• Task instructions
Only one stretch of the data below is wanted: the lines from the one with "at 1 and the" through the one with "a next page.", repeated exactly.

• Material provided

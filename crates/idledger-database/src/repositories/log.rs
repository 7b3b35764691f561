//! Generation log repository implementation.

use sqlx::PgPool;
use uuid::Uuid;

use idledger_core::error::{AppError, ErrorKind};
use idledger_core::result::AppResult;
use idledger_core::sanitize::escape_like;
use idledger_core::types::pagination::{PageRequest, PageResponse};
use idledger_entity::log::{LogEntry, LogEntryFilter};

/// Repository for the append-only generation log.
///
/// Read-only: the log is written by the identifier-generation subsystem,
/// never through this repository.
#[derive(Debug, Clone)]
pub struct LogEntryRepository {
    pool: PgPool,
}

impl LogEntryRepository {
    /// Create a new log entry repository.
    pub fn new(pool: PgPool) -> Self {
        Self { pool }
    }

    /// Find a log entry by ID.
    pub async fn find_by_id(&self, id: Uuid) -> AppResult<Option<LogEntry>> {
        sqlx::query_as::<_, LogEntry>("SELECT * FROM generation_log WHERE id = $1")
            .bind(id)
            .fetch_optional(&self.pool)
            .await
            .map_err(|e| {
                AppError::with_source(ErrorKind::Database, "Failed to find log entry", e)
            })
    }

    /// Search the generation log with resolved filter criteria.
    ///
    /// All supplied dimensions combine with AND; date bounds are
    /// inclusive; substring dimensions match case-insensitively with
    /// LIKE wildcards in the user input escaped to literals.
    pub async fn search(
        &self,
        filter: &LogEntryFilter,
        page: &PageRequest,
    ) -> AppResult<PageResponse<LogEntry>> {
        let identifier_pattern = filter
            .identifier
            .as_deref()
            .map(|s| format!("%{}%", escape_like(s)));
        let comment_pattern = filter
            .comment
            .as_deref()
            .map(|s| format!("%{}%", escape_like(s)));

        let mut conditions = Vec::new();
        let mut param_idx = 1u32;

        if filter.source_id.is_some() {
            conditions.push(format!("source_id = ${param_idx}"));
            param_idx += 1;
        }
        if filter.generated_by.is_some() {
            conditions.push(format!("generated_by = ${param_idx}"));
            param_idx += 1;
        }
        if filter.date_from.is_some() {
            conditions.push(format!("generated_at >= ${param_idx}"));
            param_idx += 1;
        }
        if filter.date_to.is_some() {
            conditions.push(format!("generated_at <= ${param_idx}"));
            param_idx += 1;
        }
        if identifier_pattern.is_some() {
            conditions.push(format!("identifier ILIKE ${param_idx}"));
            param_idx += 1;
        }
        if comment_pattern.is_some() {
            conditions.push(format!("comment ILIKE ${param_idx}"));
            param_idx += 1;
        }

        let where_clause = if conditions.is_empty() {
            String::new()
        } else {
            format!("WHERE {}", conditions.join(" AND "))
        };

        let count_sql = format!("SELECT COUNT(*) FROM generation_log {where_clause}");
        let select_sql = format!(
            "SELECT * FROM generation_log {where_clause} \
             ORDER BY generated_at DESC LIMIT ${param_idx} OFFSET ${}",
            param_idx + 1
        );

        let mut count_query = sqlx::query_scalar::<_, i64>(&count_sql);
        let mut select_query = sqlx::query_as::<_, LogEntry>(&select_sql);

        if let Some(source_id) = filter.source_id {
            count_query = count_query.bind(source_id);
            select_query = select_query.bind(source_id);
        }
        if let Some(generated_by) = filter.generated_by {
            count_query = count_query.bind(generated_by);
            select_query = select_query.bind(generated_by);
        }
        if let Some(from) = filter.date_from {
            count_query = count_query.bind(from);
            select_query = select_query.bind(from);
        }
        if let Some(to) = filter.date_to {
            count_query = count_query.bind(to);
            select_query = select_query.bind(to);
        }
        if let Some(pattern) = &identifier_pattern {
            count_query = count_query.bind(pattern.clone());
            select_query = select_query.bind(pattern.clone());
        }
        if let Some(pattern) = &comment_pattern {
            count_query = count_query.bind(pattern.clone());
            select_query = select_query.bind(pattern.clone());
        }

        let total = count_query.fetch_one(&self.pool).await.map_err(|e| {
            AppError::with_source(ErrorKind::Database, "Failed to count log entries", e)
        })?;

        let entries = select_query
            .bind(page.limit() as i64)
            .bind(page.offset() as i64)
            .fetch_all(&self.pool)
            .await
            .map_err(|e| {
                AppError::with_source(ErrorKind::Database, "Failed to search generation log", e)
            })?;

        Ok(PageResponse::new(
            entries,
            page.page,
            page.page_size,
            total as u64,
        ))
    }
}
//! Pagination types for list endpoints.

use serde::{Deserialize, Serialize};

/// Request parameters for paginated queries.
#[derive(Debug, Clone, Serialize, Deserialize)]
pub struct PageRequest {
    /// Page number (1-based).
    pub page: u64,
    /// Number of items per page.
    pub page_size: u64,
}

impl PageRequest {
    /// Create a new page request. The page number is floored at 1 and the
    /// page size clamped into `1..=max_page_size`.
    pub fn new(page: u64, page_size: u64, max_page_size: u64) -> Self {
        Self {
            page: page.max(1),
            page_size: page_size.clamp(1, max_page_size.max(1)),
        }
    }

    /// Calculate the SQL `OFFSET` value.
    pub fn offset(&self) -> u64 {
        (self.page.saturating_sub(1)) * self.page_size
    }

    /// Return the SQL `LIMIT` value.
    pub fn limit(&self) -> u64 {
        self.page_size
    }
}

/// Paginated response wrapper.
#[derive(Debug, Clone, Serialize, Deserialize)]
pub struct PageResponse<T: Serialize> {
    /// The items on this page.
    pub items: Vec<T>,
    /// Current page number (1-based).
    pub page: u64,
    /// Number of items per page.
    pub page_size: u64,
    /// Total number of items across all pages.
    pub total_items: u64,
    /// Total number of pages.
    pub total_pages: u64,
    /// Whether there is a next page.
    pub has_next: bool,
    /// Whether there is a previous page.
    pub has_previous: bool,
}

impl<T: Serialize> PageResponse<T> {
    /// Create a new paginated response.
    pub fn new(items: Vec<T>, page: u64, page_size: u64, total_items: u64) -> Self {
        let total_pages = if total_items == 0 {
            1
        } else {
            total_items.div_ceil(page_size.max(1))
        };
        Self {
            items,
            page,
            page_size,
            total_items,
            total_pages,
            has_next: page < total_pages,
            has_previous: page > 1,
        }
    }

    /// Create an empty response carrying the caller's paging parameters.
    ///
    /// This is the terminal empty result: zero items, zero total. Returned
    /// without touching storage when a supplied reference filter does not
    /// resolve.
    pub fn empty(page_request: &PageRequest) -> Self {
        Self {
            items: Vec::new(),
            page: page_request.page,
            page_size: page_request.page_size,
            total_items: 0,
            total_pages: 1,
            has_next: false,
            has_previous: false,
        }
    }

    /// Project the page items into another type, keeping the paging
    /// metadata intact.
    pub fn map<U: Serialize>(self, f: impl FnMut(T) -> U) -> PageResponse<U> {
        PageResponse {
            items: self.items.into_iter().map(f).collect(),
            page: self.page,
            page_size: self.page_size,
            total_items: self.total_items,
            total_pages: self.total_pages,
            has_next: self.has_next,
            has_previous: self.has_previous,
        }
    }

    /// Whether this page carries no items and no total.
    pub fn is_empty(&self) -> bool {
        self.items.is_empty() && self.total_items == 0
    }
}

#[cfg(test)]
mod tests {
    use super::*;

    #[test]
    fn test_page_request_clamps() {
        let page = PageRequest::new(0, 500, 100);
        assert_eq!(page.page, 1);
        assert_eq!(page.page_size, 100);
    }

    #[test]
    fn test_offset_and_limit() {
        let page = PageRequest::new(3, 25, 100);
        assert_eq!(page.offset(), 50);
        assert_eq!(page.limit(), 25);
    }

    #[test]
    fn test_total_pages_rounds_up() {
        let resp = PageResponse::new(vec![1, 2, 3], 1, 3, 7);
        assert_eq!(resp.total_pages, 3);
        assert!(resp.has_next);
        assert!(!resp.has_previous);
    }

    #[test]
    fn test_empty_reports_zero_total() {
        let page = PageRequest::new(4, 10, 100);
        let resp = PageResponse::<i32>::empty(&page);
        assert!(resp.is_empty());
        assert_eq!(resp.page, 4);
        assert_eq!(resp.total_pages, 1);
        assert!(!resp.has_next);
    }

    #[test]
    fn test_map_keeps_metadata() {
        let resp = PageResponse::new(vec![1, 2], 2, 2, 5).map(|n| n.to_string());
        assert_eq!(resp.items, vec!["1".to_string(), "2".to_string()]);
        assert_eq!(resp.total_items, 5);
        assert_eq!(resp.page, 2);
        assert!(resp.has_previous);
    }
}
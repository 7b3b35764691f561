//! # idledger-service
//!
//! Query resolution for the identifier-generation log: translating raw,
//! optional, loosely-typed filter parameters into a typed query against
//! the log store.
//!
//! Services follow constructor injection — all collaborators are provided
//! at construction time via `Arc` references; nothing is resolved from
//! ambient global state.

pub mod lookup;
pub mod resolve;
pub mod search;

pub use lookup::{LogStore, SourceLookup, UserLookup};
pub use resolve::Resolution;
pub use search::{LogQueryService, LogSearchRequest};
//! Generation log domain entities.

pub mod filter;
pub mod model;

pub use filter::LogEntryFilter;
pub use model::LogEntry;
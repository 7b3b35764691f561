//! Maps domain `AppError` to HTTP responses.

use axum::Json;
use axum::http::StatusCode;
use axum::response::{IntoResponse, Response};
use serde::{Deserialize, Serialize};

use idledger_core::error::{AppError, ErrorKind};

/// Standard API error response body.
#[derive(Debug, Clone, Serialize, Deserialize)]
pub struct ApiErrorResponse {
    /// Machine-readable error code.
    pub error: String,
    /// Human-readable message.
    pub message: String,
}

/// Newtype carrying an [`AppError`] across the Axum boundary.
///
/// Handlers return `Result<_, ApiError>` so `?` on any `AppResult`
/// converts automatically.
#[derive(Debug)]
pub struct ApiError(pub AppError);

impl From<AppError> for ApiError {
    fn from(err: AppError) -> Self {
        Self(err)
    }
}

impl IntoResponse for ApiError {
    fn into_response(self) -> Response {
        let err = self.0;
        let (status, error_code) = match err.kind {
            ErrorKind::Validation => (StatusCode::BAD_REQUEST, "VALIDATION_ERROR"),
            ErrorKind::NotFound => (StatusCode::NOT_FOUND, "NOT_FOUND"),
            ErrorKind::ServiceUnavailable => {
                (StatusCode::SERVICE_UNAVAILABLE, "SERVICE_UNAVAILABLE")
            }
            ErrorKind::Database
            | ErrorKind::Configuration
            | ErrorKind::Serialization
            | ErrorKind::Internal => {
                tracing::error!(error = %err.message, kind = %err.kind, "Internal server error");
                (StatusCode::INTERNAL_SERVER_ERROR, "INTERNAL_ERROR")
            }
        };

        let body = ApiErrorResponse {
            error: error_code.to_string(),
            message: err.message,
        };

        (status, Json(body)).into_response()
    }
}
//! Pagination configuration.

use serde::{Deserialize, Serialize};

/// Defaults and limits for paginated endpoints.
#[derive(Debug, Clone, Serialize, Deserialize)]
pub struct PaginationConfig {
    /// Page size applied when the caller does not supply one.
    #[serde(default = "default_page_size")]
    pub default_page_size: u64,
    /// Hard upper bound on the caller-supplied page size.
    #[serde(default = "default_max_page_size")]
    pub max_page_size: u64,
}

impl Default for PaginationConfig {
    fn default() -> Self {
        Self {
            default_page_size: default_page_size(),
            max_page_size: default_max_page_size(),
        }
    }
}

fn default_page_size() -> u64 {
    25
}

fn default_max_page_size() -> u64 {
    100
}
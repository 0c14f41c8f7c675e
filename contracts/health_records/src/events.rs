use crate::{rbac::Role, records::HealthRecord};
use soroban_sdk::{symbol_short, Address, BytesN, Env, String, Symbol};

const EVENT_SEQ: Symbol = symbol_short!("EVT_SEQ");

/// Number of notifications published so far.
pub fn notification_count(env: &Env) -> u64 {
    env.storage().instance().get(&EVENT_SEQ).unwrap_or(0)
}

/// Allocates the sequence number carried by the next notification.
fn next_seq(env: &Env) -> u64 {
    let seq = notification_count(env).saturating_add(1);
    env.storage().instance().set(&EVENT_SEQ, &seq);
    seq
}

/// Event published when the contract is initialized.
#[soroban_sdk::contracttype]
#[derive(Clone, Debug, Eq, PartialEq)]
pub struct InitializedEvent {
    pub seq: u64,
    pub admin: Address,
    pub timestamp: u64,
}

/// Event published when a role is granted to or revoked from a principal.
#[soroban_sdk::contracttype]
#[derive(Clone, Debug, Eq, PartialEq)]
pub struct RoleChangedEvent {
    pub seq: u64,
    pub principal: Address,
    pub role: Role,
    pub admin: Address,
    pub timestamp: u64,
}

/// Event published when a record is appended to the ledger.
#[soroban_sdk::contracttype]
#[derive(Clone, Debug, Eq, PartialEq)]
pub struct RecordCreatedEvent {
    pub seq: u64,
    pub record_id: u64,
    pub subject: Address,
    pub creator: Address,
    pub fingerprint: BytesN<32>,
    pub locator: String,
    pub version: String,
    pub created_at: u64,
}

/// Event published when a subject sets or clears broad approval.
#[soroban_sdk::contracttype]
#[derive(Clone, Debug, Eq, PartialEq)]
pub struct BroadApprovalEvent {
    pub seq: u64,
    pub subject: Address,
    pub practitioner: Address,
    pub timestamp: u64,
}

/// Event published when a per-record grant is set or cleared.
#[soroban_sdk::contracttype]
#[derive(Clone, Debug, Eq, PartialEq)]
pub struct RecordAccessEvent {
    pub seq: u64,
    pub record_id: u64,
    pub subject: Address,
    pub practitioner: Address,
    pub timestamp: u64,
}

/// Event published when the circuit breaker is engaged or released.
#[soroban_sdk::contracttype]
#[derive(Clone, Debug, Eq, PartialEq)]
pub struct PauseEvent {
    pub seq: u64,
    pub admin: Address,
    pub timestamp: u64,
}

pub fn publish_initialized(env: &Env, admin: Address) {
    let topics = (symbol_short!("INIT"),);
    let data = InitializedEvent {
        seq: next_seq(env),
        admin,
        timestamp: env.ledger().timestamp(),
    };
    env.events().publish(topics, data);
}

fn publish_role_changed(
    env: &Env,
    tag: Symbol,
    principal: Address,
    role: Role,
    admin: Address,
) {
    let topics = (tag, principal.clone(), role);
    let data = RoleChangedEvent {
        seq: next_seq(env),
        principal,
        role,
        admin,
        timestamp: env.ledger().timestamp(),
    };
    env.events().publish(topics, data);
}

/// Publishes an event when `admin` grants `role` to `principal`.
pub fn publish_role_granted(env: &Env, principal: Address, role: Role, admin: Address) {
    publish_role_changed(env, symbol_short!("ROLE_GRT"), principal, role, admin);
}

/// Publishes an event when `admin` revokes `role` from `principal`.
pub fn publish_role_revoked(env: &Env, principal: Address, role: Role, admin: Address) {
    publish_role_changed(env, symbol_short!("ROLE_REV"), principal, role, admin);
}

/// Publishes an event when a record is created.
/// The payload carries every record attribute so an off-chain indexer can
/// rebuild the ledger, including a fingerprint index, from events alone.
pub fn publish_record_created(env: &Env, record: &HealthRecord) {
    let topics = (
        symbol_short!("REC_ADD"),
        record.subject.clone(),
        record.creator.clone(),
    );
    let data = RecordCreatedEvent {
        seq: next_seq(env),
        record_id: record.id,
        subject: record.subject.clone(),
        creator: record.creator.clone(),
        fingerprint: record.fingerprint.clone(),
        locator: record.locator.clone(),
        version: record.version.clone(),
        created_at: record.created_at,
    };
    env.events().publish(topics, data);
}

fn publish_broad_approval(env: &Env, tag: Symbol, subject: Address, practitioner: Address) {
    let topics = (tag, subject.clone(), practitioner.clone());
    let data = BroadApprovalEvent {
        seq: next_seq(env),
        subject,
        practitioner,
        timestamp: env.ledger().timestamp(),
    };
    env.events().publish(topics, data);
}

pub fn publish_broad_approval_granted(env: &Env, subject: Address, practitioner: Address) {
    publish_broad_approval(env, symbol_short!("APRV_SET"), subject, practitioner);
}

pub fn publish_broad_approval_revoked(env: &Env, subject: Address, practitioner: Address) {
    publish_broad_approval(env, symbol_short!("APRV_CLR"), subject, practitioner);
}

fn publish_record_access(
    env: &Env,
    tag: Symbol,
    record_id: u64,
    subject: Address,
    practitioner: Address,
) {
    let topics = (tag, record_id, practitioner.clone());
    let data = RecordAccessEvent {
        seq: next_seq(env),
        record_id,
        subject,
        practitioner,
        timestamp: env.ledger().timestamp(),
    };
    env.events().publish(topics, data);
}

/// Publishes an event when a per-record grant is set, either explicitly by
/// the subject or implicitly for the creator of a new record.
pub fn publish_record_shared(
    env: &Env,
    record_id: u64,
    subject: Address,
    practitioner: Address,
) {
    publish_record_access(env, symbol_short!("ACC_GRT"), record_id, subject, practitioner);
}

pub fn publish_record_access_revoked(
    env: &Env,
    record_id: u64,
    subject: Address,
    practitioner: Address,
) {
    publish_record_access(env, symbol_short!("ACC_REV"), record_id, subject, practitioner);
}

fn publish_pause(env: &Env, tag: Symbol, admin: Address) {
    let topics = (tag, admin.clone());
    let data = PauseEvent {
        seq: next_seq(env),
        admin,
        timestamp: env.ledger().timestamp(),
    };
    env.events().publish(topics, data);
}

pub fn publish_paused(env: &Env, admin: Address) {
    publish_pause(env, symbol_short!("PAUSED"), admin);
}

pub fn publish_unpaused(env: &Env, admin: Address) {
    publish_pause(env, symbol_short!("UNPAUSED"), admin);
}
#![cfg(test)]

use crate::{ContractError, HealthRecordsContract, HealthRecordsContractClient, Role};
use soroban_sdk::{testutils::Address as _, Address, BytesN, Env, String};

fn setup_test() -> (Env, HealthRecordsContractClient<'static>, Address) {
    let env = Env::default();
    env.mock_all_auths();

    let contract_id = env.register(HealthRecordsContract, ());
    let client = HealthRecordsContractClient::new(&env, &contract_id);

    let admin = Address::generate(&env);
    client.initialize(&admin);

    (env, client, admin)
}

fn practitioner(env: &Env, client: &HealthRecordsContractClient, admin: &Address) -> Address {
    let p = Address::generate(env);
    client.grant_role(admin, &p, &Role::Practitioner);
    p
}

fn create(
    env: &Env,
    client: &HealthRecordsContractClient,
    creator: &Address,
    subject: &Address,
    byte: u8,
) -> u64 {
    client.create_record(
        creator,
        subject,
        &BytesN::from_array(env, &[byte; 32]),
        &String::from_str(env, "store://blob"),
        &String::from_str(env, "v1"),
    )
}

#[test]
fn test_broad_approval_covers_past_and_future_records() {
    let (env, client, admin) = setup_test();
    let subject = Address::generate(&env);
    let author = practitioner(&env, &client, &admin);
    let reader = practitioner(&env, &client, &admin);

    client.grant_broad_approval(&subject, &author);
    let first = create(&env, &client, &author, &subject, 1);
    assert!(!client.can_view(&first, &reader));

    client.grant_broad_approval(&subject, &reader);
    let second = create(&env, &client, &author, &subject, 2);
    assert!(client.can_view(&first, &reader));
    assert!(client.can_view(&second, &reader));

    client.revoke_broad_approval(&subject, &reader);
    assert!(!client.can_view(&first, &reader));
    assert!(!client.can_view(&second, &reader));
}

#[test]
fn test_broad_approval_is_idempotent_overwrite() {
    let (env, client, _admin) = setup_test();
    let subject = Address::generate(&env);
    let other = Address::generate(&env);

    client.grant_broad_approval(&subject, &other);
    client.grant_broad_approval(&subject, &other);
    assert!(client.has_broad_approval(&subject, &other));

    client.revoke_broad_approval(&subject, &other);
    client.revoke_broad_approval(&subject, &other);
    assert!(!client.has_broad_approval(&subject, &other));
}

#[test]
fn test_share_record_grants_single_record() {
    let (env, client, admin) = setup_test();
    let subject = Address::generate(&env);
    let author = practitioner(&env, &client, &admin);
    let second_opinion = practitioner(&env, &client, &admin);

    client.grant_broad_approval(&subject, &author);
    let shared = create(&env, &client, &author, &subject, 1);
    let private = create(&env, &client, &author, &subject, 2);

    client.share_record(&subject, &shared, &second_opinion);
    assert!(client.can_view(&shared, &second_opinion));
    assert!(!client.can_view(&private, &second_opinion));
    assert!(!client.has_broad_approval(&subject, &second_opinion));

    client.revoke_record_access(&subject, &shared, &second_opinion);
    assert!(!client.can_view(&shared, &second_opinion));
    assert!(!client.has_record_grant(&shared, &second_opinion));
}

#[test]
fn test_share_record_errors() {
    let (env, client, admin) = setup_test();
    let subject = Address::generate(&env);
    let stranger = Address::generate(&env);
    let author = practitioner(&env, &client, &admin);
    let reader = practitioner(&env, &client, &admin);

    client.grant_broad_approval(&subject, &author);
    let id = create(&env, &client, &author, &subject, 1);

    let res = client.try_share_record(&subject, &99, &reader);
    assert_eq!(res.unwrap_err().unwrap(), ContractError::RecordNotFound);

    // Only the subject controls the record, not its creator.
    let res = client.try_share_record(&author, &id, &reader);
    assert_eq!(res.unwrap_err().unwrap(), ContractError::Unauthorized);

    let res = client.try_share_record(&subject, &id, &stranger);
    assert_eq!(res.unwrap_err().unwrap(), ContractError::InvalidTarget);

    let res = client.try_revoke_record_access(&subject, &99, &reader);
    assert_eq!(res.unwrap_err().unwrap(), ContractError::RecordNotFound);

    let res = client.try_revoke_record_access(&stranger, &id, &author);
    assert_eq!(res.unwrap_err().unwrap(), ContractError::Unauthorized);
    assert!(client.has_record_grant(&id, &author));
}

#[test]
fn test_revoke_record_access_ignores_target_role() {
    let (env, client, admin) = setup_test();
    let subject = Address::generate(&env);
    let author = practitioner(&env, &client, &admin);

    client.grant_broad_approval(&subject, &author);
    let id = create(&env, &client, &author, &subject, 1);
    client.revoke_role(&admin, &author, &Role::Practitioner);

    client.revoke_record_access(&subject, &id, &author);
    assert!(!client.has_record_grant(&id, &author));
}

#[test]
fn test_role_revocation_hides_without_clearing_grants() {
    let (env, client, admin) = setup_test();
    let subject = Address::generate(&env);
    let author = practitioner(&env, &client, &admin);

    client.grant_broad_approval(&subject, &author);
    let id = create(&env, &client, &author, &subject, 1);
    assert!(client.can_view(&id, &author));

    client.revoke_role(&admin, &author, &Role::Practitioner);
    assert!(!client.can_view(&id, &author));
    assert!(client.has_broad_approval(&subject, &author));
    assert!(client.has_record_grant(&id, &author));

    // Restoring the role restores visibility from the untouched flags.
    client.grant_role(&admin, &author, &Role::Practitioner);
    assert!(client.can_view(&id, &author));
}

#[test]
fn test_can_view_unknown_record() {
    let (env, client, admin) = setup_test();
    let reader = practitioner(&env, &client, &admin);
    assert!(!client.can_view(&0, &reader));
    assert!(!client.can_view(&1, &reader));
}

#[test]
fn test_subject_is_not_implicitly_a_viewer() {
    let (env, client, admin) = setup_test();
    let subject = Address::generate(&env);
    let author = practitioner(&env, &client, &admin);

    client.grant_broad_approval(&subject, &author);
    let id = create(&env, &client, &author, &subject, 1);

    // Visibility is defined for practitioners only.
    assert!(!client.can_view(&id, &subject));
}
use crate::ContractError;
use soroban_sdk::{contracttype, symbol_short, Address, Env, Symbol, Vec};

const TTL_THRESHOLD: u32 = 5184000;
const TTL_EXTEND_TO: u32 = 10368000;

/// Roles a principal can hold. A principal may hold any combination of them.
#[contracttype]
#[derive(Clone, Copy, Debug, Eq, PartialEq)]
#[repr(u32)]
pub enum Role {
    /// Manages role membership and the circuit breaker
    Admin = 1,
    /// Organisation-level role; tracked but not consulted by record rules
    Institution = 2,
    /// May create records and be granted visibility into them
    Practitioner = 3,
}

/// Internal store schema helpers
pub fn role_set_key(principal: &Address) -> (Symbol, Address) {
    (symbol_short!("ROLES"), principal.clone())
}

fn extend_ttl_address_key(env: &Env, key: &(Symbol, Address)) {
    env.storage()
        .persistent()
        .extend_ttl(key, TTL_THRESHOLD, TTL_EXTEND_TO);
}

// ======================== Core RBAC Engine ========================

/// The full tagged set of roles held by `principal`, in grant order.
pub fn get_roles(env: &Env, principal: &Address) -> Vec<Role> {
    env.storage()
        .persistent()
        .get(&role_set_key(principal))
        .unwrap_or(Vec::new(env))
}

pub fn has_role(env: &Env, principal: &Address, role: &Role) -> bool {
    get_roles(env, principal).contains(role)
}

/// Adds `role` to the principal's set. Granting a held role is a no-op.
pub fn assign_role(env: &Env, principal: &Address, role: Role) {
    let mut roles = get_roles(env, principal);
    if roles.contains(role) {
        return;
    }
    roles.push_back(role);

    let key = role_set_key(principal);
    env.storage().persistent().set(&key, &roles);
    extend_ttl_address_key(env, &key);
}

/// Removes `role` from the principal's set. Revoking a role that is not held
/// is a no-op. The storage entry is kept, even when empty.
pub fn remove_role(env: &Env, principal: &Address, role: Role) {
    let roles = get_roles(env, principal);
    if !roles.contains(role) {
        return;
    }

    let mut remaining = Vec::new(env);
    for r in roles.iter() {
        if r != role {
            remaining.push_back(r);
        }
    }

    let key = role_set_key(principal);
    env.storage().persistent().set(&key, &remaining);
    extend_ttl_address_key(env, &key);
}

/// Gate for role-sensitive operations: `Unauthorized` unless `principal`
/// currently holds `role`.
pub fn require_role(env: &Env, principal: &Address, role: &Role) -> Result<(), ContractError> {
    if has_role(env, principal, role) {
        Ok(())
    } else {
        Err(ContractError::Unauthorized)
    }
}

• Written solution
    /// Create a new page request. The page number is floored at 1 and the
    /// page size clamped into `1..=max_page_size`.
    pub fn new(page: u64, page_size: u64, max_page_size: u64) -> Self {
        Self {
            page: page.max(1),
            page_size: page_size.clamp(1, max_page_size.max(1)),
        }
    }

    /// Calculate the SQL `OFFSET` value.
    pub fn offset(&self) -> u64 {
        (self.page.saturating_sub(1)) * self.page_size
    }

    /// Return the SQL `LIMIT` value.
    pub fn limit(&self) -> u64 {
        self.page_size
    }
}

/// Paginated response wrapper.
#[derive(Debug, Clone, Serialize, Deserialize)]
pub struct PageResponse<T: Serialize> {
    /// The items on this page.
    pub items: Vec<T>,
    /// Current page number (1-based).
    pub page: u64,
    /// Number of items per page.
    pub page_size: u64,
    /// Total number of items across all pages.
    pub total_items: u64,
    /// Total number of pages.
    pub total_pages: u64,
    /// Whether there is a next page.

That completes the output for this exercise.